*TASK BRIEF*
Scan the entries and copy each line where the word "derive" is present.

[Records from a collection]
- - -

//! Task definition and types

use crate::workload::{FnWorkload, Workload};
use ballast_foundation::Result;
use chrono::{DateTime, Utc};
use serde::{Deserialize, Serialize};
use serde_json::Value;
use std::future::Future;
use std::sync::Arc;
use std::time::Duration;
use tokio_util::sync::CancellationToken;
use uuid::Uuid;

/// Unique identifier for a task
#[derive(Debug, Clone, Copy, PartialEq, Eq, Hash, Serialize, Deserialize)]
pub struct TaskId(pub Uuid);

impl TaskId {
    /// Generate a new random TaskId
    pub fn new() -> Self {
        Self(Uuid::new_v4())
    }
}

impl Default for TaskId {
    fn default() -> Self {
        Self::new()
    }
}

impl std::fmt::Display for TaskId {
    fn fmt(&self, f: &mut std::fmt::Formatter<'_>) -> std::fmt::Result {
        write!(f, "{}", &self.0.to_string()[..8])
    }
}

/// A unit of work to be executed by the pool
///
/// The id is minted at construction and stays unique for as long as the pool
/// tracks the task. `declared_memory` is a self-reported hint used only for
/// admission accounting; nothing enforces it physically.
#[derive(Clone)]
pub struct Task {
    /// Unique task identifier
    pub id: TaskId,

    /// Human-readable label for logs and events
    pub label: String,

    /// Self-reported peak memory, in abstract units
    pub declared_memory: u64,

    /// Time budget; absent means the task runs unbounded
    pub time_budget: Option<Duration>,

    /// When the task was created
    pub created_at: DateTime<Utc>,

    /// The work itself
    pub(crate) workload: Arc<dyn Workload>,
}

impl Task {
    /// Create a new task around a workload
    pub fn new(label: impl Into<String>, workload: Arc<dyn Workload>) -> Self {
        Self {
            id: TaskId::new(),
            label: label.into(),
            declared_memory: 0,
            time_budget: None,
            created_at: Utc::now(),
            workload,
        }
    }

    /// Create a task from an async closure
    pub fn from_fn<F, Fut>(label: impl Into<String>, f: F) -> Self
    where
        F: Fn(CancellationToken) -> Fut + Send + Sync + 'static,
        Fut: Future<Output = Result<TaskResult>> + Send + 'static,
    {
        Self::new(label, FnWorkload::arc(f))
    }

    /// Set the declared peak memory
    pub fn with_declared_memory(mut self, units: u64) -> Self {
        self.declared_memory = units;
        self
    }

    /// Set the time budget
    pub fn with_time_budget(mut self, budget: Duration) -> Self {
        self.time_budget = Some(budget);
        self
    }
}

impl std::fmt::Debug for Task {
    fn fmt(&self, f: &mut std::fmt::Formatter<'_>) -> std::fmt::Result {
        f.debug_struct("Task")
            .field("id", &self.id)
            .field("label", &self.label)
            .field("declared_memory", &self.declared_memory)
            .field("time_budget", &self.time_budget)
            .field("created_at", &self.created_at)
            .finish_non_exhaustive()
    }
}

/// Result of a successful task execution
///
/// The payload is opaque JSON; the pool hands it through without looking.
#[derive(Debug, Clone, PartialEq, Serialize, Deserialize)]
pub struct TaskResult {
    /// Output content
    pub output: Value,

    /// Additional metadata
    pub metadata: Option<Value>,
}

impl TaskResult {
    /// Create a success result with a payload
    pub fn success(output: impl Into<Value>) -> Self {
        Self {
            output: output.into(),
            metadata: None,
        }
    }

    /// Create a success result with no payload
    pub fn empty() -> Self {
        Self {
            output: Value::Null,
            metadata: None,
        }
    }

    /// Add metadata to the result
    pub fn with_metadata(mut self, metadata: Value) -> Self {
        self.metadata = Some(metadata);
        self
    }
}

#[cfg(test)]
mod tests {
    use super::*;
    use serde_json::json;

    #[test]
    fn test_task_builder_defaults() {
        let task = Task::from_fn("noop", |_c| async { Ok(TaskResult::empty()) });
        assert_eq!(task.declared_memory, 0);
        assert!(task.time_budget.is_none());
        assert_eq!(task.label, "noop");
    }

    #[test]
    fn test_task_builder() {
        let task = Task::from_fn("heavy", |_c| async { Ok(TaskResult::empty()) })
            .with_declared_memory(512)
            .with_time_budget(Duration::from_secs(5));

        assert_eq!(task.declared_memory, 512);
        assert_eq!(task.time_budget, Some(Duration::from_secs(5)));
    }

    #[test]
    fn test_task_ids_are_unique() {
        let a = Task::from_fn("a", |_c| async { Ok(TaskResult::empty()) });
        let b = Task::from_fn("b", |_c| async { Ok(TaskResult::empty()) });
        assert_ne!(a.id, b.id);
    }

    #[test]
    fn test_task_result_metadata() {
        let result = TaskResult::success(json!("done")).with_metadata(json!({ "retries": 0 }));
        assert_eq!(result.output, json!("done"));
        assert_eq!(result.metadata, Some(json!({ "retries": 0 })));
    }

    #[test]
    fn test_task_id_display_is_short() {
        let id = TaskId::new();
        assert_eq!(id.to_string().len(), 8);
    }
}
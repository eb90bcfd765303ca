//! # ballast-foundation
//!
//! Foundation layer for Ballast:
//! - Error: central error type and `Result` alias
//! - Event: publish/subscribe bus for pool and task lifecycle events

pub mod error;
pub mod event;

// ============================================================================
// Error
// ============================================================================
pub use error::{Error, Result};

// ============================================================================
// Event
// ============================================================================
pub use event::{
    EventBus,
    EventBusConfig,
    EventCategory,
    EventFilter,
    EventId,
    EventListener,
    EventSeverity,
    ListenerId,
    PoolEvent,
};
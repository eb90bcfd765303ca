//! Task state machine

use crate::task::TaskResult;
use serde::{Deserialize, Serialize};

/// Possible states of a task
///
/// `Queued` and `Running` are the only non-terminal states. A task moves
/// `Queued -> Running -> terminal`, or straight `Queued -> Cancelled` when it
/// is discarded before dispatch.
#[derive(Debug, Clone, Serialize, Deserialize)]
pub enum TaskState {
    /// Task is waiting in the submission queue
    Queued,

    /// Task is currently running in a worker slot
    Running,

    /// Task completed successfully
    Succeeded(TaskResult),

    /// Task failed with an error
    Failed(String),

    /// Task exceeded its time budget
    TimedOut,

    /// Task was cancelled before or during execution
    Cancelled,
}

impl TaskState {
    /// Check if this is a terminal state (cannot transition further)
    pub fn is_terminal(&self) -> bool {
        matches!(
            self,
            TaskState::Succeeded(_)
                | TaskState::Failed(_)
                | TaskState::TimedOut
                | TaskState::Cancelled
        )
    }

    /// Check if the task is currently running
    pub fn is_running(&self) -> bool {
        matches!(self, TaskState::Running)
    }

    /// Check if the task is still waiting for dispatch
    pub fn is_queued(&self) -> bool {
        matches!(self, TaskState::Queued)
    }

    /// Check if the task completed successfully
    pub fn is_success(&self) -> bool {
        matches!(self, TaskState::Succeeded(_))
    }

    /// Successful result payload, if any
    pub fn result(&self) -> Option<&TaskResult> {
        match self {
            TaskState::Succeeded(result) => Some(result),
            _ => None,
        }
    }

    /// Get display name for the state
    pub fn display_name(&self) -> &'static str {
        match self {
            TaskState::Queued => "Queued",
            TaskState::Running => "Running",
            TaskState::Succeeded(_) => "Succeeded",
            TaskState::Failed(_) => "Failed",
            TaskState::TimedOut => "TimedOut",
            TaskState::Cancelled => "Cancelled",
        }
    }
}

impl std::fmt::Display for TaskState {
    fn fmt(&self, f: &mut std::fmt::Formatter<'_>) -> std::fmt::Result {
        write!(f, "{}", self.display_name())
    }
}
//! Workload abstraction
//!
//! A workload is the opaque callable side of a task. The pool never inspects
//! what it computes; it only drives `invoke` and hands over a cancellation
//! token. Cancellation is cooperative: a workload that ignores the token can
//! only be detached, not killed.

use crate::task::TaskResult;
use async_trait::async_trait;
use ballast_foundation::Result;
use futures::future::{BoxFuture, FutureExt};
use std::future::Future;
use std::sync::Arc;
use tokio_util::sync::CancellationToken;

/// Workload trait - implement to define an executable unit of work
#[async_trait]
pub trait Workload: Send + Sync {
    /// Run the work to completion or until `cancel` is signalled.
    ///
    /// Returning `Err(Error::Cancelled)` after observing the token is folded
    /// into the `Cancelled` outcome; any other error becomes `Failed`.
    async fn invoke(&self, cancel: CancellationToken) -> Result<TaskResult>;
}

/// Adapter turning an async closure into a [`Workload`]
pub struct FnWorkload {
    f: Box<dyn Fn(CancellationToken) -> BoxFuture<'static, Result<TaskResult>> + Send + Sync>,
}

impl FnWorkload {
    /// Wrap an async closure
    pub fn new<F, Fut>(f: F) -> Self
    where
        F: Fn(CancellationToken) -> Fut + Send + Sync + 'static,
        Fut: Future<Output = Result<TaskResult>> + Send + 'static,
    {
        Self {
            f: Box::new(move |cancel| f(cancel).boxed()),
        }
    }

    /// Wrap an async closure directly as a shared workload
    pub fn arc<F, Fut>(f: F) -> Arc<dyn Workload>
    where
        F: Fn(CancellationToken) -> Fut + Send + Sync + 'static,
        Fut: Future<Output = Result<TaskResult>> + Send + 'static,
    {
        Arc::new(Self::new(f))
    }
}

#[async_trait]
impl Workload for FnWorkload {
    async fn invoke(&self, cancel: CancellationToken) -> Result<TaskResult> {
        (self.f)(cancel).await
    }
}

- - -

*RESULT*
#[derive(Debug, Clone, Copy, PartialEq, Eq, Hash, Serialize, Deserialize)]
#[derive(Clone)]
#[derive(Debug, Clone, PartialEq, Serialize, Deserialize)]
#[derive(Debug, Clone, Serialize, Deserialize)]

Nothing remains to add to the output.